Court Opinion

ID: 5980229
Source: CourtListenerOpinion
Date Created: 2022-01-13 08:14:01.578038+00
Date Added: 2024-06-11T08:49:03.909178
License: Public Domain

In a consolidated proceeding pursuant to RPTL article 7 to review tax assessments of the petitioner’s real property for tax years 2009/10 through 2011/12, the appeal is from a supplemental judgment of the Supreme Court, Nassau County (Maraño, J.), entered April 5, 2013, which, upon an order of the same court (Adams, J.), entered October 12, 2012, granting the petitioner’s motion, inter alla, to compel the appellants to satisfy obligations that they incurred in connection with a stipulation of settlement executed pursuant to RPTL 523-b (9), and upon an order and judgment of the same court (Adams, J.) entered December 13, 2012, among other things, in favor of the petitioner and against the appellants, is in favor of the petitioner and against the appellants in the principal sum of $97,860.17.
Ordered that the supplemental judgment is affirmed, with costs.
The petitioner, relying on a stipulation of settlement executed in accordance with RPTL 523-b (9) in this consolidated tax certiorari proceeding, moved to compel the appellants to satisfy obligations that they incurred in connection with the stipulation of settlement. The petitioner thereby sought to compel the appellants to authorize, calculate, and issue it a refund for the overpayment of real property taxes. The appellants, while *855acknowledging that a refund was due, argued that granting the relief requested in this and other similar proceedings, in the absence of funding in place to meet the underlying obligations, would result in “fiscal chaos” in Nassau County. As such, the appellants urged the Supreme Court to deny the motion and enter an order allowing them to “implement alternative plans” to ensure that the petitioner, and other similarly situated taxpayers, “are paid the refunds they are entitled to while preserving [the County’s] fiscal integrity.” The Supreme Court rejected this “fiscal chaos” defense and, among other things, entered a supplemental judgment in favor of the petitioner awarding it the principal sum of $97,860.17.

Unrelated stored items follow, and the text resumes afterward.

pub mod difficulty;
pub mod field;
pub mod input;

pub use difficulty::{Difficulty, ParseDifficultyError};
pub use field::cell::{CellState, CellView, Position};
pub use field::placement::{PlacementReport, MAX_PLACEMENT_PASSES};
pub use field::{Field, FieldError, RevealResult, Snapshot};
pub use input::{parse_command, Command, InputError};

use rand::{rngs::StdRng, SeedableRng};
use thiserror::Error;
use tracing::{debug, info};

/// The enum represents the variants of everything that can possibly go wrong during the game.
#[derive(Debug, Error, PartialEq, Eq)]
pub enum MinesweeperError {
    /// Something's wrong with the field: bad dimensions, a bad position, or an attempt to place the mines twice.
    #[error(transparent)]
    FieldError(#[from] FieldError),
    /// The game has already ended, and therefore the requested action could not be performed.
    #[error("the game has already ended, no more moves are accepted")]
    GameAlreadyEnded,
}

/// The status of a game.
#[derive(Debug, Copy, Clone, PartialEq, Eq)]
pub enum MinesweeperStatus {
    /// After the field has been created, but before it has been populated with mines.
    AwaitingFirstMove,
    /// An ongoing game.
    InProgress,
    Won,
    Lost,
}

/// Everything needed to start a new game.
#[derive(Debug, Copy, Clone, PartialEq, Eq)]
pub struct GameConfig {
    pub rows_amount: u8,
    pub columns_amount: u8,
    pub mines_amount: u16,
    /// Seeds the mine placement. A seeded game always gets the same mines for the same first move. `None` seeds
    /// from the OS.
    pub seed: Option<u64>,
}

impl GameConfig {
    pub fn new(rows_amount: u8, columns_amount: u8, mines_amount: u16) -> Self {
        GameConfig {
            rows_amount,
            columns_amount,
            mines_amount,
            seed: None,
        }
    }

    pub fn with_seed(self, seed: Option<u64>) -> Self {
        GameConfig { seed, ..self }
    }
}

/// The struct representing a Minesweeper game itself.
///
/// The mines are placed lazily, on the first reveal, so that the first move is always safe.
#[derive(Debug)]
pub struct Minesweeper {
    /// The field used in the game.
    field: Field,
    /// The game status.
    status: MinesweeperStatus,
    /// The source of randomness for the mine placement.
    rng: StdRng,
    /// The outcome of the mine placement, once it has happened.
    placement: Option<PlacementReport>,
}

impl Minesweeper {
    /// Creates a new game.
    ///
    /// Fails with a [`MinesweeperError::FieldError`] in case the configured dimensions or mines amount are invalid:
    /// both dimensions must be at least 1, and at least one cell must stay free of mines.
    pub fn new(config: GameConfig) -> Result<Self, MinesweeperError> {
        let field = Field::new(config.rows_amount, config.columns_amount, config.mines_amount)?;

        let rng = match config.seed {
            Some(seed) => StdRng::seed_from_u64(seed),
            None => StdRng::from_entropy(),
        };

        debug!(
            rows = config.rows_amount,
            columns = config.columns_amount,
            mines = config.mines_amount,
            seed = ?config.seed,
            "new game created"
        );

        Ok(Minesweeper {
            field,
            status: MinesweeperStatus::AwaitingFirstMove,
            rng,
            placement: None,
        })
    }

    /// Creates a game with the mines at exactly the given positions. There is no first-move protection in such a
    /// game: it starts right away in the [`MinesweeperStatus::InProgress`] status.
    pub fn from_layout(
        rows_amount: u8,
        columns_amount: u8,
        mine_positions: &[Position],
    ) -> Result<Self, MinesweeperError> {
        let field = Field::with_mines_at(rows_amount, columns_amount, mine_positions)?;

        Ok(Minesweeper {
            field,
            status: MinesweeperStatus::InProgress,
            rng: StdRng::from_entropy(),
            placement: None,
        })
    }

    /// The method performs the requested move, updates the status of the game and returns the move's outcome.
    ///
    /// The very first reveal populates the field with mines, keeping the target cell and its neighbors clear. A
    /// reveal aimed at a flagged cell doesn't count as one: flags lock cells until they are removed.
    ///
    /// Might fail with a [`MinesweeperError`] in case the game has already ended or the position is beyond the
    /// field's bounds.
    pub fn submit_move(&mut self, command: Command) -> Result<RevealResult, MinesweeperError> {
        if let MinesweeperStatus::Won | MinesweeperStatus::Lost = self.status {
            return Err(MinesweeperError::GameAlreadyEnded);
        }

        let position = command.position();

        let result = if command.is_flag {
            self.field.toggle_cell_flag(position)?
        } else {
            let is_locked = self
                .field
                .get_cell(position)
                .is_some_and(|cell| cell.is_flagged());

            if self.status == MinesweeperStatus::AwaitingFirstMove && !is_locked {
                self.populate(position)?;
            }

            self.field.reveal_cell(position)?
        };

        self.update_status();
        Ok(result)
    }

    /// Places the mines around the opening move and starts the game.
    fn populate(&mut self, opening_position: Position) -> Result<(), MinesweeperError> {
        self.field.clear_opening_cell(opening_position)?;
        self.placement = Some(self.field.place_mines(&mut self.rng)?);
        self.status = MinesweeperStatus::InProgress;

        Ok(())
    }

    /// A private helper that updates the game status. Should be called after each move.
    fn update_status(&mut self) {
        if self.field.check_detonated() {
            self.status = MinesweeperStatus::Lost;
            info!("a mine went off, the game is lost");
        } else if self.status == MinesweeperStatus::InProgress
            && self.field.check_win(self.mines_in_play())
        {
            self.status = MinesweeperStatus::Won;
            info!("every empty cell is revealed, the game is won");
        }
    }

    /// The number of mines actually in the field, which is what the win condition counts against.
    fn mines_in_play(&self) -> u16 {
        self.placement
            .map_or(self.field.mines_amount(), |report| report.placed())
    }

    pub fn status(&self) -> MinesweeperStatus {
        self.status
    }

    pub fn is_won(&self) -> bool {
        self.status == MinesweeperStatus::Won
    }

    pub fn is_lost(&self) -> bool {
        self.status == MinesweeperStatus::Lost
    }

    pub fn get_field(&self) -> &Field {
        &self.field
    }

    /// Returns the outcome of the mine placement, or [`None`] if the mines haven't been placed yet (or the game was
    /// created from a fixed layout).
    pub fn placement(&self) -> Option<PlacementReport> {
        self.placement
    }

    /// The number of mines the game has been configured with.
    pub fn mines_amount(&self) -> u16 {
        self.field.mines_amount()
    }

    pub fn flagged_cells_amount(&self) -> u16 {
        self.field.flagged_cells_amount()
    }

    /// Takes a read-only snapshot of the field for rendering. Once the game is lost, the mines nobody found show up
    /// as [`CellView::Mine`].
    pub fn snapshot(&self) -> Snapshot {
        self.field.snapshot(self.is_lost())
    }
}
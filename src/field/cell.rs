/// A cell's position in the field: its row's and column's indices respectively.
pub type Position = (u8, u8);

/// The offsets of the 8 cells surrounding any given one, in row-major order.
const NEIGHBOR_OFFSETS: [(i8, i8); 8] = [
    (-1, -1),
    (-1, 0),
    (-1, 1),
    (0, -1),
    /*  current  */
    (0, 1),
    (1, -1),
    (1, 0),
    (1, 1),
];

/// The cell's state.
///
/// A cell starts hidden. While it's still closed, it can be flagged and un-flagged any number of times. Revealing is
/// irreversible: a revealed cell is either cleared (and knows the amount of mines around it) or detonated.
#[derive(Debug, Copy, Clone, PartialEq, Eq)]
pub enum CellState {
    /// A closed cell.
    Hidden,
    /// A closed cell marked by the player as a suspected mine. A flagged cell can't be revealed until the flag is
    /// removed.
    Flagged,
    /// A revealed empty cell.
    ///
    /// The value represents the amount of mines around the cell.
    Cleared(u8),
    /// A revealed mined cell.
    Detonated,
}

/// What a renderer is allowed to know about a cell.
///
/// Unlike [`CellState`], this never tells whether a still-closed cell is mined, with the single exception of
/// [`CellView::Mine`], which only shows up in snapshots of lost games.
#[derive(Debug, Copy, Clone, PartialEq, Eq)]
pub enum CellView {
    Hidden,
    Flagged,
    Cleared(u8),
    Detonated,
    /// A mine that was never revealed nor flagged, exposed after the game has been lost.
    Mine,
}

impl From<CellState> for CellView {
    fn from(state: CellState) -> Self {
        match state {
            CellState::Hidden => CellView::Hidden,
            CellState::Flagged => CellView::Flagged,
            CellState::Cleared(adjacent_mines_amount) => CellView::Cleared(adjacent_mines_amount),
            CellState::Detonated => CellView::Detonated,
        }
    }
}

/// The representation of a cell.
///
/// A cell is described with its position in the field, whether it's mined, its state and the positions of its
/// neighbors. The neighbors are computed once, when the cell is created, and are already clipped to the field's
/// bounds.
#[derive(Debug, Clone, PartialEq, Eq)]
pub struct Cell {
    position: Position,
    mined: bool,
    state: CellState,
    neighbors: Vec<Position>,
}

impl Cell {
    /// Creates a new hidden un-mined `Cell` at the given position of a field with the given dimensions (the number of
    /// rows and columns respectively).
    pub(crate) fn new(position: Position, bounds: (u8, u8)) -> Self {
        Cell {
            position,
            mined: false,
            state: CellState::Hidden,
            neighbors: adjacent_positions(position, bounds),
        }
    }

    pub fn position(&self) -> Position {
        self.position
    }

    /// Checks whether the cell is mined.
    pub fn is_mined(&self) -> bool {
        self.mined
    }

    /// Mines the cell.
    pub(crate) fn mine(&mut self) {
        self.mined = true;
    }

    pub fn state(&self) -> CellState {
        self.state
    }

    /// Checks whether the cell is closed and un-flagged.
    pub fn is_hidden(&self) -> bool {
        self.state == CellState::Hidden
    }

    /// Checks whether the cell is flagged.
    pub fn is_flagged(&self) -> bool {
        self.state == CellState::Flagged
    }

    /// Checks whether the cell has been revealed, either cleared or detonated.
    pub fn is_revealed(&self) -> bool {
        matches!(self.state, CellState::Cleared(_) | CellState::Detonated)
    }

    /// Toggles the flag of the cell. Returns `true` if the state has actually changed.
    ///
    /// Won't produce any effect if the cell has already been revealed.
    pub(crate) fn toggle_flag(&mut self) -> bool {
        match self.state {
            CellState::Hidden => self.state = CellState::Flagged,
            CellState::Flagged => self.state = CellState::Hidden,
            CellState::Cleared(_) | CellState::Detonated => return false,
        };

        true
    }

    /// Reveals the cell as an empty one with the given amount of mines around it.
    pub(crate) fn clear(&mut self, adjacent_mines_amount: u8) {
        self.state = CellState::Cleared(adjacent_mines_amount);
    }

    /// Reveals the cell as a mine.
    pub(crate) fn detonate(&mut self) {
        self.state = CellState::Detonated;
    }

    /// Returns the positions of the cell's neighbors.
    pub fn neighbors(&self) -> &[Position] {
        &self.neighbors
    }

    pub fn view(&self) -> CellView {
        self.state.into()
    }
}

/// Returns the positions of the cells surrounding the given one in a field with the given number of rows and
/// columns. Positions beyond the field's bounds are left out, so corner cells get 3 neighbors and edge cells get 5.
fn adjacent_positions((row_index, column_index): Position, (rows_amount, columns_amount): (u8, u8)) -> Vec<Position> {
    NEIGHBOR_OFFSETS
        .iter()
        .filter_map(|&(row_offset, column_offset)| {
            let row_index = row_index.checked_add_signed(row_offset)?;
            let column_index = column_index.checked_add_signed(column_offset)?;

            (row_index < rows_amount && column_index < columns_amount).then_some((row_index, column_index))
        })
        .collect()
}
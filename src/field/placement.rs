use super::{cell::Position, Field, FieldError};
use rand::Rng;
use tracing::{debug, warn};

/// The maximum number of full passes over the field the mine placement is allowed to take.
///
/// Candidates are mined with a per-cell probability rather than drawn from a shuffled deck, so depending on the
/// field's geometry it may be impossible to place every requested mine. The cap guarantees termination.
pub const MAX_PLACEMENT_PASSES: u8 = 10;

/// The outcome of populating a field with mines.
#[derive(Debug, Copy, Clone, PartialEq, Eq)]
pub struct PlacementReport {
    requested: u16,
    placed: u16,
    passes: u8,
    chance_percentage: u8,
}

impl PlacementReport {
    /// The number of mines the field was configured with.
    pub fn requested(&self) -> u16 {
        self.requested
    }

    /// The number of mines actually placed.
    pub fn placed(&self) -> u16 {
        self.placed
    }

    /// The number of full passes over the field the placement took.
    pub fn passes(&self) -> u8 {
        self.passes
    }

    /// The number of requested mines that couldn't be placed.
    pub fn shortfall(&self) -> u16 {
        self.requested - self.placed
    }

    pub fn is_complete(&self) -> bool {
        self.placed == self.requested
    }

    /// The chance of a single cell being mined, in whole percents. Meant for telling the player, not for counting.
    pub fn mine_chance_percentage(&self) -> u8 {
        self.chance_percentage
    }
}

impl Field {
    /// Populates the field with randomly distributed mines, the total amount of which is known from the time when the
    /// field was created.
    ///
    /// The cells are scanned in row-major order, and each eligible one gets mined with the probability of
    /// `mines / cells`. A cell is eligible if it's not mined yet, is hidden (not revealed and not flagged) and has no
    /// revealed neighbors. The last condition keeps a safety buffer around the player's opening move, so the opening
    /// reveal always lands on a zero and cascades.
    ///
    /// The scan is repeated until all the mines are placed or [`MAX_PLACEMENT_PASSES`] passes are done. In the latter
    /// case fewer mines than requested end up in the field, which is reported via [`PlacementReport::shortfall`].
    ///
    /// The method fails with [`FieldError::MinesAlreadyPlaced`] in case the field has already been populated, even if
    /// that earlier placement ended up placing no mines at all.
    pub fn place_mines<R: Rng + ?Sized>(&mut self, rng: &mut R) -> Result<PlacementReport, FieldError> {
        if self.populated {
            return Err(FieldError::MinesAlreadyPlaced);
        }

        let (rows_amount, columns_amount, cells_amount) = self.size();
        let probability = f64::from(self.mines_amount) / f64::from(cells_amount);

        let mut remaining = self.mines_amount;
        let mut passes = 0;

        'placement: while remaining > 0 && passes < MAX_PLACEMENT_PASSES {
            passes += 1;

            for row_index in 0..rows_amount {
                for column_index in 0..columns_amount {
                    if remaining == 0 {
                        break 'placement;
                    }

                    let position = (row_index, column_index);

                    if self.is_mine_candidate(position) && rng.gen_bool(probability) {
                        self.grid[row_index as usize][column_index as usize].mine();
                        remaining -= 1;
                    }
                }
            }
        }

        self.populated = true;

        let report = PlacementReport {
            requested: self.mines_amount,
            placed: self.mines_amount - remaining,
            passes,
            chance_percentage: (probability * 100.0).round() as u8,
        };

        if report.is_complete() {
            debug!(placed = report.placed, passes, "mines placed");
        } else {
            warn!(
                requested = report.requested,
                placed = report.placed,
                "not all the mines could be placed, continuing with fewer"
            );
        }

        Ok(report)
    }

    /// Checks whether the cell at the given position may receive a mine.
    fn is_mine_candidate(&self, position: Position) -> bool {
        let Some(cell) = self.get_cell(position) else {
            return false;
        };

        !cell.is_mined()
            && cell.is_hidden()
            && !cell
                .neighbors()
                .iter()
                .filter_map(|&neighbor_position| self.get_cell(neighbor_position))
                .any(|neighbor| neighbor.is_revealed())
    }
}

Contrary to the appellants’ contention, the decisions of the Court of Appeals in Matter of Hellerstein v Assessor of Town of Islip (37 NY2d 1, 3 [1975]) and Foss v City of Rochester (65 NY2d 247, 260 [1985]) do not stand for the proposition that a court may decline to issue an award of damages or refunds against a municipality whenever such award will result in financial hardship (see Keyspan Generation, LLC v Nassau County, 115 AD3d 812 [2d Dept 2014]). “Instead, these cases stand for the more limited proposition that, where a municipality has reasonably relied upon a widespread and longstanding practice (as in Matter of Hellerstein) or a statute is later invalidated (as in Foss), and where applying the invalidation retroactively would call into question ‘a settled assessment roll or property rights based thereon,’ a court may exercise its discretion by giving its holding only prospective application” (Keyspan Generation, LLC v Nassau County, 115 AD3d at 816, quoting Matter of Hellerstein v Assessor of Town of Islip, 37 NY2d at 14; see Gandolfi v City of Yonkers, 101 AD2d 188, 197-198 [1984]; Hurd v City of Buffalo, 41 AD2d 402, 406 [1973]). No such situation is present in the instant case. Accordingly, under the circumstances presented here, the Supreme Court properly rejected the appellants’ “fiscal chaos” defense, and granted the petitioner’s motion to compel the appellants to satisfy obligations that they incurred in connection with the stipulation of settlement and, thus, to calculate and pay the refund owed to it. Eng, RJ., Miller, Hinds-Radix and Maltese, JJ, concur.